As of September 30, 2023, the Company’s working capital amounted to $47.5 million, a decrease of $4.8 million compared to March 31, 2023.

As mentioned in Note 12 of Notes to Condensed Consolidated Financial Statements included under Part I, Item 1 of this Report on Form 10-Q, on June 23, 2023, the Company and MBT entered into amendments to the MBT revolving credit agreement and related promissory note. The amendments extended the maturity date of the credit facility to August 31, 2024 and include the following changes:

1.A $2.0 million seasonal increase in the maximum amount available under the facility. The maximum amount of the facility will now increase to $19.0 million between May 1 and November 30 of each year and will decrease to $17.0 million between December 1 and April 30 of each year;
2.The reference rate for the interest rate payable on the revolving facility will change from Prime to SOFR, plus a spread. The exact spread over SOFR will change every September 30 and March 31 based on the Company calculated funded debt leverage ratio (defined as total debt divided by EBITDA).
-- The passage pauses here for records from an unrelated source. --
//! Remote resource client trait definition.

use async_trait::async_trait;
use serde_json::Value;

use wcpos_common::{RemoteId, Result};

/// Restricts a request to, or away from, a list of ids.
///
/// A request carries at most one filter, so `include` and `exclude` can never
/// be sent together.
#[derive(Debug, Clone, PartialEq, Eq)]
pub enum IdFilter {
    /// Only return documents with these ids.
    Include(Vec<RemoteId>),
    /// Return documents except those with these ids.
    Exclude(Vec<RemoteId>),
}

impl IdFilter {
    /// Query parameter name.
    pub fn param(&self) -> &'static str {
        match self {
            IdFilter::Include(_) => "include",
            IdFilter::Exclude(_) => "exclude",
        }
    }

    /// Ids listed in the filter.
    pub fn ids(&self) -> &[RemoteId] {
        match self {
            IdFilter::Include(ids) | IdFilter::Exclude(ids) => ids,
        }
    }

    pub fn len(&self) -> usize {
        self.ids().len()
    }

    pub fn is_empty(&self) -> bool {
        self.ids().is_empty()
    }

    /// Comma-joined id list, as sent on the wire.
    pub fn joined(&self) -> String {
        self.ids()
            .iter()
            .map(ToString::to_string)
            .collect::<Vec<_>>()
            .join(",")
    }

    /// Whether a document with `id` passes this filter.
    pub fn admits(&self, id: &RemoteId) -> bool {
        match self {
            IdFilter::Include(ids) => ids.contains(id),
            IdFilter::Exclude(ids) => !ids.contains(id),
        }
    }
}

/// Parameters of a collection GET.
#[derive(Debug, Clone, Default, PartialEq, Eq)]
pub struct ResourceQuery {
    pub filter: Option<IdFilter>,
    /// Restrict the returned fields (e.g. just `id`).
    pub fields: Vec<String>,
    pub page: Option<u32>,
    pub per_page: Option<u32>,
}

impl ResourceQuery {
    /// Create an empty query.
    pub fn new() -> Self {
        Self::default()
    }

    /// Restrict the query to an id filter.
    pub fn with_filter(mut self, filter: IdFilter) -> Self {
        self.filter = Some(filter);
        self
    }

    /// Ask for a subset of document fields (`_fields`).
    pub fn with_fields(mut self, fields: &[&str]) -> Self {
        self.fields = fields.iter().map(|f| f.to_string()).collect();
        self
    }

    /// Set the 1-based page.
    pub fn with_page(mut self, page: u32) -> Self {
        self.page = Some(page);
        self
    }

    /// Set the page size.
    pub fn with_per_page(mut self, per_page: u32) -> Self {
        self.per_page = Some(per_page);
        self
    }

    /// Render as query string pairs.
    pub fn to_params(&self) -> Vec<(String, String)> {
        let mut params = Vec::new();
        if let Some(filter) = &self.filter {
            params.push((filter.param().to_string(), filter.joined()));
        }
        if !self.fields.is_empty() {
            params.push(("_fields".to_string(), self.fields.join(",")));
        }
        if let Some(page) = self.page {
            params.push(("page".to_string(), page.to_string()));
        }
        if let Some(per_page) = self.per_page {
            params.push(("per_page".to_string(), per_page.to_string()));
        }
        params
    }
}

/// Client for a paginated REST backend.
///
/// Implementations handle authentication, timeouts and pagination of the id
/// listing themselves.
#[async_trait]
pub trait RemoteResourceClient: Send + Sync {
    /// Client name for logs (e.g. "rest", "memory").
    fn name(&self) -> &str;

    /// GET a collection resource.
    ///
    /// # Returns
    /// The documents of the requested page. An empty vector is a valid answer.
    ///
    /// # Errors
    /// - Network/timeout errors
    /// - Non-success HTTP status
    /// - Body is not a JSON array
    async fn get(&self, resource: &str, query: &ResourceQuery) -> Result<Vec<Value>>;

    /// Fetch every id of a collection resource.
    ///
    /// # Postconditions
    /// - Returns the complete id list, or fails; never a partial list
    async fn all_ids(&self, resource: &str) -> Result<Vec<RemoteId>>;

    /// Check that the backend is reachable.
    async fn ping(&self) -> Result<()>;
}
//! Connectivity signal and reachability probing.

use std::sync::Arc;
use std::time::Duration;
use tokio::sync::watch;
use tokio::task::JoinHandle;
use tokio_util::sync::CancellationToken;
use tracing::{debug, info, warn};

use wcpos_remote::RemoteResourceClient;

/// Writing half of the connectivity signal.
#[derive(Clone)]
pub struct ConnectivitySignal {
    tx: Arc<watch::Sender<bool>>,
}

impl ConnectivitySignal {
    /// Create a signal with an initial state.
    pub fn new(connected: bool) -> Self {
        let (tx, _) = watch::channel(connected);
        Self { tx: Arc::new(tx) }
    }

    /// Publish the current state. Subscribers only wake on actual changes.
    ///
    /// # Returns
    /// Whether the state changed.
    pub fn set(&self, connected: bool) -> bool {
        self.tx.send_if_modified(|current| {
            if *current == connected {
                false
            } else {
                *current = connected;
                true
            }
        })
    }

    /// Last published state.
    pub fn is_connected(&self) -> bool {
        *self.tx.borrow()
    }

    /// A new reading half.
    pub fn gate(&self) -> ConnectivityGate {
        ConnectivityGate {
            rx: self.tx.subscribe(),
        }
    }
}

impl Default for ConnectivitySignal {
    fn default() -> Self {
        Self::new(true)
    }
}

/// Reading half of the connectivity signal.
#[derive(Clone)]
pub struct ConnectivityGate {
    rx: watch::Receiver<bool>,
}

impl ConnectivityGate {
    /// Current state.
    pub fn is_connected(&self) -> bool {
        *self.rx.borrow()
    }

    /// Wait for the next transition.
    ///
    /// # Returns
    /// The new state, or `None` once every signal is dropped.
    pub async fn changed(&mut self) -> Option<bool> {
        self.rx.changed().await.ok()?;
        Some(*self.rx.borrow_and_update())
    }

    /// Wait until connected.
    ///
    /// # Returns
    /// `false` if the signal was dropped while disconnected.
    pub async fn wait_until_connected(&mut self) -> bool {
        self.rx.wait_for(|connected| *connected).await.is_ok()
    }
}

/// Pings the backend periodically and publishes reachability.
pub struct ReachabilityProbe {
    remote: Arc<dyn RemoteResourceClient>,
    signal: ConnectivitySignal,
    interval: Duration,
}

impl ReachabilityProbe {
    /// Create a probe publishing into `signal` every `interval`.
    pub fn new(
        remote: Arc<dyn RemoteResourceClient>,
        signal: ConnectivitySignal,
        interval: Duration,
    ) -> Self {
        Self {
            remote,
            signal,
            interval,
        }
    }

    /// Ping once and publish the result.
    pub async fn probe(&self) -> bool {
        let reachable = match self.remote.ping().await {
            Ok(()) => true,
            Err(e) => {
                debug!("Reachability probe against {} failed: {}", self.remote.name(), e);
                false
            }
        };

        if self.signal.set(reachable) {
            if reachable {
                info!("Connection restored");
            } else {
                warn!("Connection lost");
            }
        }
        reachable
    }

    /// Probe immediately, then every interval until `cancel` fires.
    pub fn spawn(self, cancel: CancellationToken) -> JoinHandle<()> {
        tokio::spawn(async move {
            let mut ticker = tokio::time::interval(self.interval);
            ticker.set_missed_tick_behavior(tokio::time::MissedTickBehavior::Delay);
            loop {
                tokio::select! {
                    biased;
                    _ = cancel.cancelled() => break,
                    _ = ticker.tick() => {
                        tokio::select! {
                            biased;
                            _ = cancel.cancelled() => break,
                            _ = self.probe() => {}
                        }
                    }
                }
            }
            debug!("Reachability probe stopped");
        })
    }
}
Depending on the result of the calculation, the interest rate spread applicable to the facility will range between 2.25% and 3.25%;
3.The unused commitment fee on the revolving credit facility will increase from 0.11% to 0.15%; and,
4.The covenant restricting the Company’s use of funds for “Other Investments” was revised to limit the Company to $5.0 million of “Other Investments” per year.

As mentioned in Note 15 of Notes to Condensed Consolidated Financial Statements included under Part I, Item 1 of this Report on Form 10-Q, in 2016, Contrail entered into an Operating Agreement with the Seller providing for the put and call options with regard to the 21.0% non-controlling interest retained by the Seller. The Seller is the founder of Contrail and its current Chief Executive Officer. The Put/Call Option permits the Seller or the Company to require Contrail Aviation to purchase all of the Seller’s equity membership interests in Contrail Aviation commencing on July 18, 2021. As of the date of this filing, neither the Seller nor the Company has indicated an intent to exercise the put and call options. If either side were to exercise the option, the Company anticipates that the price would approximate the fair value of the Contrail RNCI, as determined on the transaction date. The Company currently expects that it would fund any required payment from cash provided by operations.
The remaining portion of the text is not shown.